The fruit is harvested in October and November, while still green, for use as table olives. For the purpose of producing oil, the olives are picked later, once they have turned black. The exact time of harvest for oil is a matter of judgement for the individual farmer; an early harvest gives a fruity taste, while a later harvest brings out more sweetness.

==Processing==
The Picholine is most notable for its use as a cocktail olive. For this purpose they are lye cured, then fermented in brine for up to a year, giving them a slightly salty taste. It is also used for extraction of oil, but gives only a medium yield. Normally 20-22% can be extracted, but plants under irrigation sometimes produce as little as 15-18%. The taste of the oil is fruity with a hint of bitterness.

==Agronomy==
It is considered a cultivar of good, constant production. The tree is of medium size, and assumes a low, spread-out form when carrying fruit. It adapts well to different forms of soils and climates.

It is generally agreed that the cultivar is only partially self-fertile, so it can take advantage of a certain presence of pollinators. Among the olive cultivars used for pollination are the Bouteillan, Leccino, Lucques, Manzanillo, and Sigoise.
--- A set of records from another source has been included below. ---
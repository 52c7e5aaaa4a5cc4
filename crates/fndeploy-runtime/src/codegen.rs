//! Server entry point generation.
//!
//! Functions written against the Go SDK have no `main` package of their own.
//! An external generator reads the user's module and prints a `main.go`
//! that registers every function and serves them over HTTP.

use std::path::{Path, PathBuf};

use fndeploy_core::{DEFAULT_CODEGEN_PACKAGE, ProcessError, RuntimeError};
use tracing::{debug, info};

use crate::process::{ProcessRunner, SpawnOptions};

/// Directory, relative to the source root, holding generated code.
pub const AUTOGEN_DIR: &str = "autogen";

/// Generated entry point inside [`AUTOGEN_DIR`].
pub const MAIN_FILE: &str = "main.go";

/// Runs the code generator and writes its output into the source tree.
#[derive(Debug, Clone)]
pub struct CodeGenerator {
    runner: ProcessRunner,
    program: String,
    args: Vec<String>,
}

impl Default for CodeGenerator {
    fn default() -> Self {
        Self::new(DEFAULT_CODEGEN_PACKAGE)
    }
}

impl CodeGenerator {
    /// Generator invoked as `go run <package> <module>`.
    pub fn new(package: impl Into<String>) -> Self {
        Self::with_command("go", vec!["run".to_string(), package.into()])
    }

    /// Generator invoked as `<program> <args...> <module>`.
    pub fn with_command(program: impl Into<String>, args: Vec<String>) -> Self {
        Self {
            runner: ProcessRunner::new(),
            program: program.into(),
            args,
        }
    }

    /// Generate `autogen/main.go` for `module_name` under `working_dir`.
    ///
    /// Returns the path of the written file.
    pub async fn generate(
        &self,
        module_name: &str,
        working_dir: &Path,
    ) -> Result<PathBuf, RuntimeError> {
        let autogen = working_dir.join(AUTOGEN_DIR);
        match tokio::fs::create_dir(&autogen).await {
            Ok(()) => debug!(dir = %autogen.display(), "Created autogen directory"),
            Err(e) if e.kind() == std::io::ErrorKind::AlreadyExists => {}
            Err(e) => return Err(RuntimeError::io(autogen, e)),
        }

        let mut args = self.args.clone();
        args.push(module_name.to_string());

        info!(module = %module_name, "Generating server entry point");
        let output = self
            .runner
            .run(
                &self.program,
                &args,
                &SpawnOptions::new().with_working_dir(working_dir),
            )
            .await?
            .check(&self.program)
            .map_err(|e| match e {
                ProcessError::NonZeroExit { code, stderr, .. } => {
                    RuntimeError::Codegen { code, stderr }
                }
                other => other.into(),
            })?;

        let main_file = autogen.join(MAIN_FILE);
        tokio::fs::write(&main_file, &output.stdout)
            .await
            .map_err(|e| RuntimeError::io(&main_file, e))?;

        debug!(
            path = %main_file.display(),
            bytes = output.stdout.len(),
            "Wrote generated entry point"
        );
        Ok(main_file)
    }
}
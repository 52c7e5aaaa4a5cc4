//! Domain types shared by every runtime delegate.

mod module;
mod runtime;
mod spec;

use std::collections::BTreeMap;

pub use module::Module;
pub use runtime::RuntimeIdentifier;
pub use spec::{
    CallableTriggerSpec, DiscoveredSpec, Endpoint, EventTriggerSpec, HttpsTriggerSpec,
    RequiredApi, SPEC_VERSION, ScheduleTriggerSpec, SpecError, TaskQueueTriggerSpec, Trigger,
};

/// User-supplied environment variables, keyed by name.
///
/// Ordered so that anything derived from it (launch environments, printed
/// specs) is deterministic.
pub type EnvironmentVariables = BTreeMap<String, String>;
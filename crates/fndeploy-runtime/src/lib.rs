//! Process runtime for fndeploy delegates.
//!
//! Implements the ports declared in `fndeploy-core` on top of real OS
//! processes and HTTP: manifest parsing, entry point generation, server
//! launch and shutdown, and spec discovery. [`GolangDelegate`] ties them
//! together for Go sources.
#![deny(unsafe_code)]

pub mod codegen;
pub mod discovery;
pub mod golang;
pub mod launcher;
pub mod manifest;
pub mod probe;
pub mod process;

use fndeploy_core::{DelegateContext, RuntimeDelegate, RuntimeError, Settings};

pub use codegen::{AUTOGEN_DIR, CodeGenerator, MAIN_FILE};
pub use discovery::{SPEC_FILE, SpecDiscoverer, read_static_spec, with_running_server};
pub use golang::{GolangDelegate, resolve_runtime};
pub use launcher::{GoServerLauncher, ServerCommand, ServerGuard, layered_environment};
pub use manifest::{MANIFEST_FILE, parse_module, read_module};
pub use probe::{HttpSpecProbe, SPEC_PATH, parse_spec};
pub use process::{PortAllocator, ProcessRunner};

/// Find the delegate that handles `ctx`, if any.
///
/// Go is the only runtime implemented here; other sources yield `Ok(None)`.
pub async fn delegate_for(
    ctx: &DelegateContext,
    settings: &Settings,
) -> Result<Option<Box<dyn RuntimeDelegate>>, RuntimeError> {
    let delegate = GolangDelegate::try_create_with(ctx, settings).await?;
    Ok(delegate.map(|d| Box::new(d) as Box<dyn RuntimeDelegate>))
}
//! Command handlers.
//!
//! Handlers follow the pattern:
//! - Signature: `pub async fn execute(ctx: &CliContext, ...) -> Result<()>`
//! - Thin wrappers that:
//!   1. Parse/validate CLI-specific input
//!   2. Call the runtime delegate
//!   3. Format output for the terminal

pub mod build;
pub mod discover;
pub mod runtimes;
pub mod serve;
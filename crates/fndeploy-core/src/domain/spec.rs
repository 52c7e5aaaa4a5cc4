//! Declarative description of deployable functions.
//!
//! A `DiscoveredSpec` is what a delegate hands back to the deploy pipeline:
//! the endpoints the source exposes, the APIs they need and the environment
//! they run with. It is read either from a static `functions.yaml` next to
//! the sources or from a running server's self-description. Both are the
//! same document, so one set of serde types covers YAML and JSON input.

use serde::{Deserialize, Serialize};
use std::collections::BTreeMap;
use thiserror::Error;

use super::EnvironmentVariables;

/// The only manifest schema version understood by this crate.
pub const SPEC_VERSION: &str = "v1alpha1";

/// Platform assumed when an endpoint does not name one.
const DEFAULT_PLATFORM: &str = "gcfv2";

/// Validation failures for a discovered spec.
#[derive(Debug, Clone, PartialEq, Eq, Error)]
pub enum SpecError {
    #[error("unsupported specVersion \"{0}\" (expected {expected})", expected = SPEC_VERSION)]
    UnsupportedVersion(String),

    #[error("endpoint \"{0}\" has no entryPoint")]
    MissingEntryPoint(String),

    #[error("endpoint \"{0}\" has a schedule trigger without a schedule")]
    MissingSchedule(String),

    #[error("endpoint \"{0}\" has an event trigger without an eventType")]
    MissingEventType(String),
}

/// The declarative spec produced by discovery.
#[derive(Debug, Clone, PartialEq, Serialize, Deserialize)]
#[serde(rename_all = "camelCase")]
pub struct DiscoveredSpec {
    #[serde(default = "default_spec_version")]
    pub spec_version: String,

    #[serde(default)]
    pub endpoints: BTreeMap<String, Endpoint>,

    #[serde(default, skip_serializing_if = "Vec::is_empty")]
    pub required_apis: Vec<RequiredApi>,

    /// Parameter declarations, passed through untouched.
    #[serde(default, skip_serializing_if = "Vec::is_empty")]
    pub params: Vec<serde_json::Value>,

    /// Environment the endpoints run with. Overwritten by the discoverer
    /// with the caller's view after acquisition.
    #[serde(default)]
    pub environment_variables: EnvironmentVariables,
}

impl Default for DiscoveredSpec {
    fn default() -> Self {
        Self {
            spec_version: default_spec_version(),
            endpoints: BTreeMap::new(),
            required_apis: Vec::new(),
            params: Vec::new(),
            environment_variables: EnvironmentVariables::new(),
        }
    }
}

impl DiscoveredSpec {
    /// Add an endpoint under the given id.
    #[must_use]
    pub fn with_endpoint(mut self, id: impl Into<String>, endpoint: Endpoint) -> Self {
        self.endpoints.insert(id.into(), endpoint);
        self
    }

    /// Check the spec for structural problems the deploy pipeline cannot recover from.
    pub fn validate(&self) -> Result<(), SpecError> {
        if self.spec_version != SPEC_VERSION {
            return Err(SpecError::UnsupportedVersion(self.spec_version.clone()));
        }

        for (id, endpoint) in &self.endpoints {
            if endpoint.entry_point.trim().is_empty() {
                return Err(SpecError::MissingEntryPoint(id.clone()));
            }
            match &endpoint.trigger {
                Trigger::ScheduleTrigger(schedule) if schedule.schedule.trim().is_empty() => {
                    return Err(SpecError::MissingSchedule(id.clone()));
                }
                Trigger::EventTrigger(event) if event.event_type.trim().is_empty() => {
                    return Err(SpecError::MissingEventType(id.clone()));
                }
                _ => {}
            }
        }

        Ok(())
    }
}

/// A single deployable function.
#[derive(Debug, Clone, PartialEq, Serialize, Deserialize)]
#[serde(rename_all = "camelCase")]
pub struct Endpoint {
    pub entry_point: String,

    #[serde(default = "default_platform")]
    pub platform: String,

    #[serde(default, skip_serializing_if = "Vec::is_empty")]
    pub region: Vec<String>,

    #[serde(default, skip_serializing_if = "Option::is_none")]
    pub available_memory_mb: Option<u32>,

    #[serde(default, skip_serializing_if = "Option::is_none")]
    pub timeout_seconds: Option<u32>,

    #[serde(default, skip_serializing_if = "Option::is_none")]
    pub min_instances: Option<u32>,

    #[serde(default, skip_serializing_if = "Option::is_none")]
    pub max_instances: Option<u32>,

    #[serde(default, skip_serializing_if = "BTreeMap::is_empty")]
    pub labels: BTreeMap<String, String>,

    #[serde(flatten)]
    pub trigger: Trigger,
}

impl Endpoint {
    /// An HTTPS endpoint with default settings.
    pub fn https(entry_point: impl Into<String>) -> Self {
        Self {
            entry_point: entry_point.into(),
            platform: default_platform(),
            region: Vec::new(),
            available_memory_mb: None,
            timeout_seconds: None,
            min_instances: None,
            max_instances: None,
            labels: BTreeMap::new(),
            trigger: Trigger::HttpsTrigger(HttpsTriggerSpec::default()),
        }
    }
}

/// How an endpoint is invoked. Exactly one trigger key appears per endpoint.
#[derive(Debug, Clone, PartialEq, Serialize, Deserialize)]
#[serde(rename_all = "camelCase")]
pub enum Trigger {
    HttpsTrigger(HttpsTriggerSpec),
    CallableTrigger(CallableTriggerSpec),
    EventTrigger(EventTriggerSpec),
    ScheduleTrigger(ScheduleTriggerSpec),
    TaskQueueTrigger(TaskQueueTriggerSpec),
}

#[derive(Debug, Clone, Default, PartialEq, Eq, Serialize, Deserialize)]
#[serde(rename_all = "camelCase")]
pub struct HttpsTriggerSpec {
    #[serde(default, skip_serializing_if = "Vec::is_empty")]
    pub invoker: Vec<String>,
}

#[derive(Debug, Clone, Default, PartialEq, Eq, Serialize, Deserialize)]
pub struct CallableTriggerSpec {}

#[derive(Debug, Clone, Default, PartialEq, Eq, Serialize, Deserialize)]
#[serde(rename_all = "camelCase")]
pub struct EventTriggerSpec {
    pub event_type: String,

    #[serde(default, skip_serializing_if = "BTreeMap::is_empty")]
    pub event_filters: BTreeMap<String, String>,

    #[serde(default)]
    pub retry: bool,

    #[serde(default, skip_serializing_if = "Option::is_none")]
    pub region: Option<String>,
}

#[derive(Debug, Clone, Default, PartialEq, Eq, Serialize, Deserialize)]
#[serde(rename_all = "camelCase")]
pub struct ScheduleTriggerSpec {
    pub schedule: String,

    #[serde(default, skip_serializing_if = "Option::is_none")]
    pub time_zone: Option<String>,
}

#[derive(Debug, Clone, Default, PartialEq, Eq, Serialize, Deserialize)]
#[serde(rename_all = "camelCase")]
pub struct TaskQueueTriggerSpec {
    #[serde(default, skip_serializing_if = "Vec::is_empty")]
    pub invoker: Vec<String>,
}

/// A Google API the deployed functions depend on.
#[derive(Debug, Clone, PartialEq, Eq, Serialize, Deserialize)]
pub struct RequiredApi {
    pub api: String,
    #[serde(default)]
    pub reason: String,
}

fn default_spec_version() -> String {
    SPEC_VERSION.to_string()
}

fn default_platform() -> String {
    DEFAULT_PLATFORM.to_string()
}
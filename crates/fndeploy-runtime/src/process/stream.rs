//! Forwarding of server output to the log.
//!
//! Go toolchains and user code can emit arbitrary bytes on stdout.
//! `BufReader::lines()` would end the reader task on invalid UTF-8, so
//! lines are read as bytes and decoded lossily.

use tokio::io::{AsyncBufReadExt, AsyncRead, BufReader};
use tokio::task::JoinHandle;
use tracing::debug;

/// Forward each line of `stream` to the debug log until EOF.
pub(crate) fn spawn_stream_reader(
    stream: impl AsyncRead + Unpin + Send + 'static,
    port: u16,
    stream_type: &'static str,
) -> JoinHandle<()> {
    tokio::spawn(async move {
        let mut reader = BufReader::new(stream);
        let mut buf = Vec::with_capacity(1024);

        let reason = loop {
            buf.clear();
            match reader.read_until(b'\n', &mut buf).await {
                Ok(0) => break None,
                Ok(_) => {
                    let line = String::from_utf8_lossy(&buf);
                    let line = line.trim_end_matches(['\n', '\r']);
                    debug!(port = %port, %stream_type, "{line}");
                }
                Err(e) => break Some(e),
            }
        };

        match reason {
            None => debug!(port = %port, %stream_type, "Server output closed"),
            Some(e) => debug!(port = %port, %stream_type, error = %e, "Stopped reading server output"),
        }
    })
}

#[cfg(test)]
mod tests {
    use super::*;

    #[tokio::test]
    async fn reader_finishes_at_eof_despite_invalid_utf8() {
        let input: &[u8] = b"first line\r\n\xff\xfe broken\nlast without newline";
        let handle = spawn_stream_reader(input, 8080, "stdout");
        handle.await.unwrap();
    }
}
It is vulnerable to certain organic pests, including Gloeosporium olivarum, Palpita unionalis and Liothrips oleae. It is also vulnerable to cold; while an adult tree can sustain temperatures down to -12 to -14 C, young trees need much higher temperatures to survive. This can be a problem in the Gard and Provence regions, where winters can often be fierce.

==Cross breeding==
Hybridization of the Picholine and Manzanillo (Bellini et al. 2002b) resulted in the newer cultivars Arno, Tevere, and Basento.